## Aim of the task
Only these lines of the data below are wanted: the one with "to show listening", the one with "scripted recognition session.", and any lines between them, each repeated exactly.

[Stored dataset items]
++++++++++
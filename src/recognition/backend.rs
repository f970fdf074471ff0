// Recognition backend abstraction.
//
// A provider creates one recognition session per physical capture run. The
// session pushes events over a channel until it ends, errors, or is stopped.

use anyhow::Result;
use serde::{Deserialize, Serialize};
use tokio::sync::mpsc;

use crate::error::RecognitionError;

/// One batch of results reported by a recognition session. Results accumulate
/// over the lifetime of the session; the most recent utterance is the last
/// result in the batch.
#[derive(Debug, Clone, Serialize, Deserialize)]
pub struct RecognitionEvent {
    pub results: Vec<RecognitionResult>,
}

/// Candidate transcriptions for a single utterance.
#[derive(Debug, Clone, Serialize, Deserialize)]
pub struct RecognitionResult {
    pub alternatives: Vec<RecognitionAlternative>,
}

#[derive(Debug, Clone, Serialize, Deserialize)]
pub struct RecognitionAlternative {
    pub transcript: String,
    pub confidence: f32,
}

impl RecognitionEvent {
    /// Builds an event carrying a single transcript. Convenient for backends
    /// that report one alternative per utterance.
    pub fn from_transcript(transcript: &str) -> Self {
        Self {
            results: vec![RecognitionResult {
                alternatives: vec![RecognitionAlternative {
                    transcript: transcript.to_string(),
                    confidence: 1.0,
                }],
            }],
        }
    }
}

/// Everything a recognition session can report while running.
#[derive(Debug, Clone)]
pub enum SessionEvent {
    /// New results are available.
    Result(RecognitionEvent),
    /// The session ended on its own without an error.
    Ended,
    /// The session failed with a backend error code.
    Error(RecognitionError),
}

/// Settings applied to each recognition session.
#[derive(Debug, Clone)]
pub struct RecognitionConfig {
    /// BCP 47 language tag, e.g. "en-US". `None` lets the backend pick.
    pub language: Option<String>,
    /// Ask the backend to keep listening across utterances. Backends may
    /// ignore this and end early; callers are expected to restart.
    pub continuous: bool,
}

impl Default for RecognitionConfig {
    fn default() -> Self {
        Self {
            language: None,
            continuous: true,
        }
    }
}

/// Factory for recognition sessions.
pub trait RecognitionProvider: Send + Sync {
    /// Whether this platform has a usable recognition engine at all.
    fn is_supported(&self) -> bool;

    /// Creates a session ready to be started.
    fn create(&self, config: &RecognitionConfig) -> Result<Box<dyn RecognitionSession>>;

    /// Backend name for logging.
    fn name(&self) -> &str;
}

/// A single physical recognition run.
#[async_trait::async_trait]
pub trait RecognitionSession: Send {
    /// Starts capturing. Events arrive on the returned channel; the channel
    /// closing means the session is over.
    async fn start(&mut self) -> Result<mpsc::Receiver<SessionEvent>>;

    /// Stops capturing. Idempotent; safe to call after the session ended.
    async fn stop(&mut self);
}
use std::pin::Pin;
use std::task::{Context, Poll};

use futures::Stream;
use tokio::sync::mpsc;
use tokio_util::sync::CancellationToken;

use crate::error::SpeechControlError;
use crate::recognition::RecognitionEvent;

use super::shared::SubscriberGuard;
use super::ListenItem;

/// Recognition events from one listening session.
///
/// Yields debounced result batches. A failure arrives as a single `Err` item,
/// after which the stream completes; stopping the session completes the
/// stream without an error. Dropping the stream stops the session.
pub struct EventStream {
    rx: mpsc::Receiver<ListenItem>,
    stop: CancellationToken,
}

impl EventStream {
    pub(crate) fn new(rx: mpsc::Receiver<ListenItem>, stop: CancellationToken) -> Self {
        Self { rx, stop }
    }
}

impl Stream for EventStream {
    type Item = Result<RecognitionEvent, SpeechControlError>;

    fn poll_next(mut self: Pin<&mut Self>, cx: &mut Context<'_>) -> Poll<Option<Self::Item>> {
        self.rx.poll_recv(cx)
    }
}

impl Drop for EventStream {
    fn drop(&mut self) {
        self.stop.cancel();
    }
}

/// Events whose newest transcript contains a subscribed term.
///
/// All command streams of one controller share a single listening session.
/// Dropping the last one stops that session.
pub struct CommandStream {
    rx: mpsc::Receiver<ListenItem>,
    _guard: SubscriberGuard,
}

impl CommandStream {
    pub(crate) fn new(rx: mpsc::Receiver<ListenItem>, guard: SubscriberGuard) -> Self {
        Self { rx, _guard: guard }
    }
}

impl Stream for CommandStream {
    type Item = Result<RecognitionEvent, SpeechControlError>;

    fn poll_next(mut self: Pin<&mut Self>, cx: &mut Context<'_>) -> Poll<Option<Self::Item>> {
        self.rx.poll_recv(cx)
    }
}
// One driver task per logical listening session.
//
// The driver gates on microphone permission, then loops physical recognition
// sessions: benign ends and transient silence restart capture after a delay,
// anything else ends the stream with a single error item.

use std::time::Duration;

use tokio::sync::mpsc;
use tokio::time::{self, Instant};
use tokio_util::sync::CancellationToken;
use tracing::{debug, error, info, warn};

use crate::config::ListenConfig;
use crate::error::SpeechControlError;
use crate::notification::NotificationConfig;
use crate::permission::PermissionGate;
use crate::platform::Platform;
use crate::recognition::{RecognitionConfig, RecognitionEvent, SessionEvent};
use crate::store;

use super::controller::ActiveSlot;
use super::ListenItem;

/// Debounce timer deadline while no result is pending.
const DEBOUNCE_PARKED: Duration = Duration::from_secs(24 * 60 * 60);

enum Cycle {
    /// The physical session ended benignly; start another after the delay.
    Restart,
    /// The logical session is over with nothing to report.
    Finished,
}

pub(crate) struct ListenDriver {
    pub(crate) session_id: String,
    pub(crate) generation: u64,
    pub(crate) config: ListenConfig,
    pub(crate) platform: Platform,
    pub(crate) notification: NotificationConfig,
    /// Cancelled when this logical session is stopped or superseded.
    pub(crate) stop: CancellationToken,
    /// Cancelled when the user disables speech control; shared by all
    /// sessions of the controller.
    pub(crate) disable: CancellationToken,
    pub(crate) active: ActiveSlot,
    pub(crate) tx: mpsc::Sender<ListenItem>,
    pub(crate) notification_shown: bool,
    /// Cancelled by this driver once it has released recognition.
    pub(crate) done: CancellationToken,
    /// `done` of the session this one superseded, if any.
    pub(crate) predecessor: Option<CancellationToken>,
}

impl ListenDriver {
    pub(crate) async fn run(mut self) {
        info!("Listening session {} starting", self.session_id);
        match self.listen().await {
            Ok(()) => info!("Listening session {} finished", self.session_id),
            Err(err) => {
                error!("Listening session {} failed: {}", self.session_id, err);
                let _ = self.tx.send(Err(err)).await;
            }
        }
        self.finish();
        // A finished session leaves its stop token cancelled.
        self.stop.cancel();
        // `done` must not fire before older sessions have released
        // recognition too.
        if let Some(previous) = self.predecessor.take() {
            previous.cancelled().await;
        }
        self.done.cancel();
    }

    async fn listen(&mut self) -> Result<(), SpeechControlError> {
        if !self.platform.recognition.is_supported() {
            return Err(SpeechControlError::NoSpeechRecognition);
        }
        if self.is_disabled() {
            return Err(SpeechControlError::Disabled);
        }

        let gate = PermissionGate::new(
            self.platform.permissions.clone(),
            self.platform.media.clone(),
        );
        debug!(
            "Listening session {} waiting for microphone permission",
            self.session_id
        );
        tokio::select! {
            granted = gate.when_granted() => granted?,
            _ = self.stop.cancelled() => return Ok(()),
            _ = self.disable.cancelled() => return Err(SpeechControlError::Disabled),
            _ = self.tx.closed() => return Ok(()),
        }
        // The session may have been stopped while the grant arrived.
        if self.stop.is_cancelled() {
            return Ok(());
        }
        // At most one physical session runs at a time; the superseded driver
        // may still be mid-capture.
        if let Some(previous) = &self.predecessor {
            if !previous.is_cancelled() {
                debug!(
                    "Listening session {} waiting for its predecessor to stop",
                    self.session_id
                );
                tokio::select! {
                    _ = previous.cancelled() => {}
                    _ = self.stop.cancelled() => return Ok(()),
                    _ = self.disable.cancelled() => return Err(SpeechControlError::Disabled),
                    _ = self.tx.closed() => return Ok(()),
                }
            }
        }

        loop {
            if !self.owns_session() {
                debug!("Listening session {} superseded; winding down", self.session_id);
                return Ok(());
            }
            self.show_notification().await;
            match self.capture().await? {
                Cycle::Finished => return Ok(()),
                Cycle::Restart => {}
            }
            tokio::select! {
                _ = time::sleep(self.config.restart_delay()) => {}
                _ = self.stop.cancelled() => return Ok(()),
                _ = self.disable.cancelled() => return Err(SpeechControlError::Disabled),
                _ = self.tx.closed() => return Ok(()),
            }
        }
    }

    /// Runs one physical recognition session to completion.
    async fn capture(&mut self) -> Result<Cycle, SpeechControlError> {
        let recognition_config = RecognitionConfig {
            language: Some(self.config.language().to_string()),
            continuous: self.config.continuous,
        };
        let mut session = self
            .platform
            .recognition
            .create(&recognition_config)
            .map_err(|err| {
                SpeechControlError::Backend(format!("failed to create recognition session: {err:#}"))
            })?;
        let mut events = session.start().await.map_err(|err| {
            SpeechControlError::Backend(format!("failed to start recognition session: {err:#}"))
        })?;
        debug!(
            "Recognition session started on {} ({})",
            self.platform.recognition.name(),
            self.session_id
        );

        let mut pending: Option<RecognitionEvent> = None;
        let debounce = time::sleep(DEBOUNCE_PARKED);
        tokio::pin!(debounce);

        let cycle = loop {
            tokio::select! {
                event = events.recv() => match event {
                    Some(SessionEvent::Result(result)) => {
                        debug!("Recognition result received ({})", self.session_id);
                        // A newer result replaces the pending one.
                        pending = Some(result);
                        debounce.as_mut().reset(Instant::now() + self.config.debounce());
                    }
                    Some(SessionEvent::Error(err)) if err.is_no_speech() => {
                        if !self.flush(&mut pending).await {
                            break Cycle::Finished;
                        }
                        info!(
                            "No speech detected; retrying in {:?} ({})",
                            self.config.restart_delay(),
                            self.session_id
                        );
                        break Cycle::Restart;
                    }
                    Some(SessionEvent::Error(err)) => {
                        let _ = self.flush(&mut pending).await;
                        session.stop().await;
                        return Err(SpeechControlError::Recognition(err));
                    }
                    Some(SessionEvent::Ended) | None => {
                        if !self.flush(&mut pending).await {
                            break Cycle::Finished;
                        }
                        debug!(
                            "Recognition session ended; restarting in {:?} ({})",
                            self.config.restart_delay(),
                            self.session_id
                        );
                        break Cycle::Restart;
                    }
                },
                () = &mut debounce, if pending.is_some() => {
                    if !self.flush(&mut pending).await {
                        break Cycle::Finished;
                    }
                }
                _ = self.stop.cancelled() => break Cycle::Finished,
                _ = self.disable.cancelled() => {
                    session.stop().await;
                    return Err(SpeechControlError::Disabled);
                }
                _ = self.tx.closed() => {
                    debug!("All listeners dropped; stopping session {}", self.session_id);
                    break Cycle::Finished;
                }
            }
        };

        session.stop().await;
        Ok(cycle)
    }

    /// Sends the pending result downstream, never reordering it past the
    /// event that triggered the flush. Returns false when every consumer is
    /// gone.
    async fn flush(&self, pending: &mut Option<RecognitionEvent>) -> bool {
        if let Some(event) = pending.take() {
            if self.tx.send(Ok(event)).await.is_err() {
                return false;
            }
        }
        true
    }

    /// Shows the listening notification once per logical session.
    async fn show_notification(&mut self) {
        if self.notification_shown {
            return;
        }
        self.notification_shown = true;

        let request = self.notification.clone().resolved(self.config.language());
        match self.platform.notifier.append(request).await {
            Ok(handle) => {
                let flags = self.platform.flags.clone();
                let disable = self.disable.clone();
                tokio::spawn(async move {
                    if handle.dismissed.await.is_ok() {
                        info!("Listening notification dismissed; disabling speech control");
                        flags.set(store::DISABLED_FLAG_KEY, "true");
                        disable.cancel();
                    }
                });

                let notifier = self.platform.notifier.clone();
                let auto_hide = self.config.notification_auto_hide();
                tokio::spawn(async move {
                    time::sleep(auto_hide).await;
                    notifier.remove();
                });
            }
            Err(err) => warn!("Failed to show listening notification: {err:#}"),
        }
    }

    fn is_disabled(&self) -> bool {
        self.disable.is_cancelled() || store::disabled_flag_set(self.platform.flags.as_ref())
    }

    fn owns_session(&self) -> bool {
        self.active
            .lock()
            .as_ref()
            .is_some_and(|session| session.generation == self.generation)
    }

    /// Releases the active-session slot and hides the notification, unless a
    /// newer session already took the slot over.
    fn finish(&self) {
        let mut active = self.active.lock();
        let owner = active
            .as_ref()
            .is_some_and(|session| session.generation == self.generation);
        if owner {
            *active = None;
        }
        drop(active);

        if owner && self.notification_shown {
            self.platform.notifier.remove();
        }
    }
}
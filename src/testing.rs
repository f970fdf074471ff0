//! Scriptable platform doubles for tests and demos.

use std::collections::VecDeque;
use std::sync::atomic::{AtomicUsize, Ordering};
use std::sync::Arc;
use std::time::Duration;

use anyhow::{bail, Result};
use parking_lot::Mutex;
use tokio::sync::{mpsc, oneshot};
use tokio::time;
use tokio_util::sync::CancellationToken;

use crate::error::RecognitionError;
use crate::notification::{NotificationConfig, NotificationHandle, Notifier};
use crate::permission::{
    MediaAccess, MediaTrack, MicrophonePermissions, PermissionState, PermissionStatus,
};
use crate::platform::Platform;
use crate::recognition::{
    RecognitionConfig, RecognitionEvent, RecognitionProvider, RecognitionSession, SessionEvent,
};
use crate::store::MemoryFlagStore;

/// One step in a scripted recognition session.
#[derive(Debug, Clone)]
pub enum ScriptStep {
    /// Report a result event.
    Emit(RecognitionEvent),
    /// Pause before the next step.
    Wait(Duration),
    /// Fail the session with an error code.
    Fail(RecognitionError),
    /// End the session without an error.
    End,
}

impl ScriptStep {
    /// Report a single-transcript result.
    pub fn say(transcript: &str) -> Self {
        Self::Emit(RecognitionEvent::from_transcript(transcript))
    }

    pub fn wait_ms(ms: u64) -> Self {
        Self::Wait(Duration::from_millis(ms))
    }
}

/// Recognition provider that plays back scripts, one per created session.
///
/// A session with no script left stays silent until it is stopped.
pub struct ScriptedRecognition {
    supported: bool,
    scripts: Mutex<VecDeque<Vec<ScriptStep>>>,
    sessions_started: Arc<AtomicUsize>,
    sessions_stopped: Arc<AtomicUsize>,
    lifecycle: Arc<Mutex<Vec<&'static str>>>,
}

impl ScriptedRecognition {
    pub fn new() -> Arc<Self> {
        Arc::new(Self {
            supported: true,
            scripts: Mutex::new(VecDeque::new()),
            sessions_started: Arc::new(AtomicUsize::new(0)),
            sessions_stopped: Arc::new(AtomicUsize::new(0)),
            lifecycle: Arc::new(Mutex::new(Vec::new())),
        })
    }

    /// A provider reporting no recognition support at all.
    pub fn unsupported() -> Arc<Self> {
        Arc::new(Self {
            supported: false,
            scripts: Mutex::new(VecDeque::new()),
            sessions_started: Arc::new(AtomicUsize::new(0)),
            sessions_stopped: Arc::new(AtomicUsize::new(0)),
            lifecycle: Arc::new(Mutex::new(Vec::new())),
        })
    }

    pub fn with_scripts(scripts: Vec<Vec<ScriptStep>>) -> Arc<Self> {
        let provider = Self::new();
        for script in scripts {
            provider.push_script(script);
        }
        provider
    }

    /// Queues the script for the next created session.
    pub fn push_script(&self, script: Vec<ScriptStep>) {
        self.scripts.lock().push_back(script);
    }

    pub fn sessions_started(&self) -> usize {
        self.sessions_started.load(Ordering::SeqCst)
    }

    pub fn sessions_stopped(&self) -> usize {
        self.sessions_stopped.load(Ordering::SeqCst)
    }

    /// `"started"`/`"stopped"` entries across all sessions, oldest first.
    pub fn lifecycle(&self) -> Vec<&'static str> {
        self.lifecycle.lock().clone()
    }
}

impl RecognitionProvider for ScriptedRecognition {
    fn is_supported(&self) -> bool {
        self.supported
    }

    fn create(&self, _config: &RecognitionConfig) -> Result<Box<dyn RecognitionSession>> {
        let script = self.scripts.lock().pop_front().unwrap_or_default();
        Ok(Box::new(ScriptedSession {
            script: Some(script),
            started: Arc::clone(&self.sessions_started),
            stopped: Arc::clone(&self.sessions_stopped),
            lifecycle: Arc::clone(&self.lifecycle),
            cancel: CancellationToken::new(),
        }))
    }

    fn name(&self) -> &str {
        "scripted"
    }
}

struct ScriptedSession {
    script: Option<Vec<ScriptStep>>,
    started: Arc<AtomicUsize>,
    stopped: Arc<AtomicUsize>,
    lifecycle: Arc<Mutex<Vec<&'static str>>>,
    cancel: CancellationToken,
}

#[async_trait::async_trait]
impl RecognitionSession for ScriptedSession {
    async fn start(&mut self) -> Result<mpsc::Receiver<SessionEvent>> {
        self.started.fetch_add(1, Ordering::SeqCst);
        self.lifecycle.lock().push("started");
        let (tx, rx) = mpsc::channel(16);
        let steps = self.script.take().unwrap_or_default();
        let cancel = self.cancel.clone();
        tokio::spawn(async move {
            for step in steps {
                match step {
                    ScriptStep::Emit(event) => {
                        if tx.send(SessionEvent::Result(event)).await.is_err() {
                            return;
                        }
                    }
                    ScriptStep::Wait(duration) => {
                        tokio::select! {
                            _ = time::sleep(duration) => {}
                            _ = cancel.cancelled() => return,
                        }
                    }
                    ScriptStep::Fail(err) => {
                        let _ = tx.send(SessionEvent::Error(err)).await;
                        return;
                    }
                    ScriptStep::End => {
                        let _ = tx.send(SessionEvent::Ended).await;
                        return;
                    }
                }
                if cancel.is_cancelled() {
                    return;
                }
            }
            // Script exhausted; hold the session open until stopped.
            cancel.cancelled().await;
        });
        Ok(rx)
    }

    async fn stop(&mut self) {
        if !self.cancel.is_cancelled() {
            self.stopped.fetch_add(1, Ordering::SeqCst);
            self.lifecycle.lock().push("stopped");
            self.cancel.cancel();
        }
    }
}

/// Permission source with a fixed or staged answer.
pub struct StaticPermissions {
    supported: bool,
    initial: PermissionState,
    changes: Mutex<Option<mpsc::Receiver<PermissionState>>>,
}

impl StaticPermissions {
    pub fn granted() -> Arc<Self> {
        Arc::new(Self {
            supported: true,
            initial: PermissionState::Granted,
            changes: Mutex::new(None),
        })
    }

    pub fn denied() -> Arc<Self> {
        Arc::new(Self {
            supported: true,
            initial: PermissionState::Denied,
            changes: Mutex::new(None),
        })
    }

    /// No permission API; the gate falls back to a media probe.
    pub fn unsupported() -> Arc<Self> {
        Arc::new(Self {
            supported: false,
            initial: PermissionState::Prompt,
            changes: Mutex::new(None),
        })
    }

    /// Starts at `Prompt`; push later states through the returned sender.
    pub fn prompt() -> (Arc<Self>, mpsc::Sender<PermissionState>) {
        let (tx, rx) = mpsc::channel(4);
        (
            Arc::new(Self {
                supported: true,
                initial: PermissionState::Prompt,
                changes: Mutex::new(Some(rx)),
            }),
            tx,
        )
    }
}

#[async_trait::async_trait]
impl MicrophonePermissions for StaticPermissions {
    async fn query(&self) -> Result<Option<PermissionStatus>> {
        if !self.supported {
            return Ok(None);
        }
        // Only the first query gets the staged change channel.
        let changes = self
            .changes
            .lock()
            .take()
            .unwrap_or_else(|| mpsc::channel(1).1);
        Ok(Some(PermissionStatus {
            state: self.initial,
            changes,
        }))
    }
}

/// Media source that grants or refuses audio capture and counts requests.
pub struct ProbeMediaAccess {
    grant: bool,
    requests: AtomicUsize,
    track_stops: Arc<AtomicUsize>,
}

impl ProbeMediaAccess {
    pub fn granting() -> Arc<Self> {
        Arc::new(Self {
            grant: true,
            requests: AtomicUsize::new(0),
            track_stops: Arc::new(AtomicUsize::new(0)),
        })
    }

    pub fn denying() -> Arc<Self> {
        Arc::new(Self {
            grant: false,
            requests: AtomicUsize::new(0),
            track_stops: Arc::new(AtomicUsize::new(0)),
        })
    }

    pub fn requests(&self) -> usize {
        self.requests.load(Ordering::SeqCst)
    }

    /// How many probe tracks were stopped again after being handed out.
    pub fn track_stops(&self) -> usize {
        self.track_stops.load(Ordering::SeqCst)
    }
}

#[async_trait::async_trait]
impl MediaAccess for ProbeMediaAccess {
    async fn request_audio(&self) -> Result<Box<dyn MediaTrack>> {
        self.requests.fetch_add(1, Ordering::SeqCst);
        if !self.grant {
            bail!("microphone access refused");
        }
        Ok(Box::new(ProbeTrack {
            stops: Arc::clone(&self.track_stops),
        }))
    }
}

struct ProbeTrack {
    stops: Arc<AtomicUsize>,
}

impl MediaTrack for ProbeTrack {
    fn stop(&mut self) {
        self.stops.fetch_add(1, Ordering::SeqCst);
    }
}

/// Notifier that records calls and lets tests trigger dismissal.
pub struct CountingNotifier {
    appends: AtomicUsize,
    removes: AtomicUsize,
    fail_appends: bool,
    dismiss_tx: Mutex<Option<oneshot::Sender<()>>>,
    last_config: Mutex<Option<NotificationConfig>>,
}

impl CountingNotifier {
    pub fn new() -> Arc<Self> {
        Arc::new(Self {
            appends: AtomicUsize::new(0),
            removes: AtomicUsize::new(0),
            fail_appends: false,
            dismiss_tx: Mutex::new(None),
            last_config: Mutex::new(None),
        })
    }

    /// A notifier whose `append` always fails. Attempts are still counted.
    pub fn failing() -> Arc<Self> {
        Arc::new(Self {
            appends: AtomicUsize::new(0),
            removes: AtomicUsize::new(0),
            fail_appends: true,
            dismiss_tx: Mutex::new(None),
            last_config: Mutex::new(None),
        })
    }

    pub fn appends(&self) -> usize {
        self.appends.load(Ordering::SeqCst)
    }

    pub fn removes(&self) -> usize {
        self.removes.load(Ordering::SeqCst)
    }

    /// Activates the dismiss action of the most recent notification.
    /// Returns false when no dismissible notification is up.
    pub fn dismiss(&self) -> bool {
        match self.dismiss_tx.lock().take() {
            Some(sender) => sender.send(()).is_ok(),
            None => false,
        }
    }

    pub fn last_config(&self) -> Option<NotificationConfig> {
        self.last_config.lock().clone()
    }
}

#[async_trait::async_trait]
impl Notifier for CountingNotifier {
    async fn append(&self, config: NotificationConfig) -> Result<NotificationHandle> {
        self.appends.fetch_add(1, Ordering::SeqCst);
        *self.last_config.lock() = Some(config);
        if self.fail_appends {
            bail!("notification host unavailable");
        }
        let (tx, rx) = oneshot::channel();
        *self.dismiss_tx.lock() = Some(tx);
        Ok(NotificationHandle { dismissed: rx })
    }

    fn remove(&self) {
        self.removes.fetch_add(1, Ordering::SeqCst);
    }
}

/// A platform wired with the given doubles, permission already granted, and
/// an in-memory flag store.
pub fn scripted_platform(
    recognition: Arc<ScriptedRecognition>,
    notifier: Arc<CountingNotifier>,
) -> Platform {
    Platform::new(
        recognition,
        StaticPermissions::granted(),
        ProbeMediaAccess::granting(),
        notifier,
        Arc::new(MemoryFlagStore::new()),
    )
}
++++++++++
## Answer to this exercise
            Err(err) => warn!("Failed to show listening notification: {err:#}"),
        }
    }

    fn is_disabled(&self) -> bool {
        self.disable.is_cancelled() || store::disabled_flag_set(self.platform.flags.as_ref())
    }

    fn owns_session(&self) -> bool {
        self.active
            .lock()
            .as_ref()
            .is_some_and(|session| session.generation == self.generation)
    }

    /// Releases the active-session slot and hides the notification, unless a
    /// newer session already took the slot over.
    fn finish(&self) {
        let mut active = self.active.lock();
        let owner = active
            .as_ref()
            .is_some_and(|session| session.generation == self.generation);
        if owner {
            *active = None;
        }
        drop(active);

        if owner && self.notification_shown {
            self.platform.notifier.remove();
        }
    }
}
filename src/testing.rs
repository f970fdf074471ff0
//! Scriptable platform doubles for tests and demos.

use std::collections::VecDeque;
use std::sync::atomic::{AtomicUsize, Ordering};
use std::sync::Arc;
use std::time::Duration;

use anyhow::{bail, Result};
use parking_lot::Mutex;
use tokio::sync::{mpsc, oneshot};
use tokio::time;
use tokio_util::sync::CancellationToken;

use crate::error::RecognitionError;
use crate::notification::{NotificationConfig, NotificationHandle, Notifier};
use crate::permission::{
    MediaAccess, MediaTrack, MicrophonePermissions, PermissionState, PermissionStatus,
};
use crate::platform::Platform;
use crate::recognition::{
    RecognitionConfig, RecognitionEvent, RecognitionProvider, RecognitionSession, SessionEvent,
};
use crate::store::MemoryFlagStore;

/// One step in a scripted recognition session.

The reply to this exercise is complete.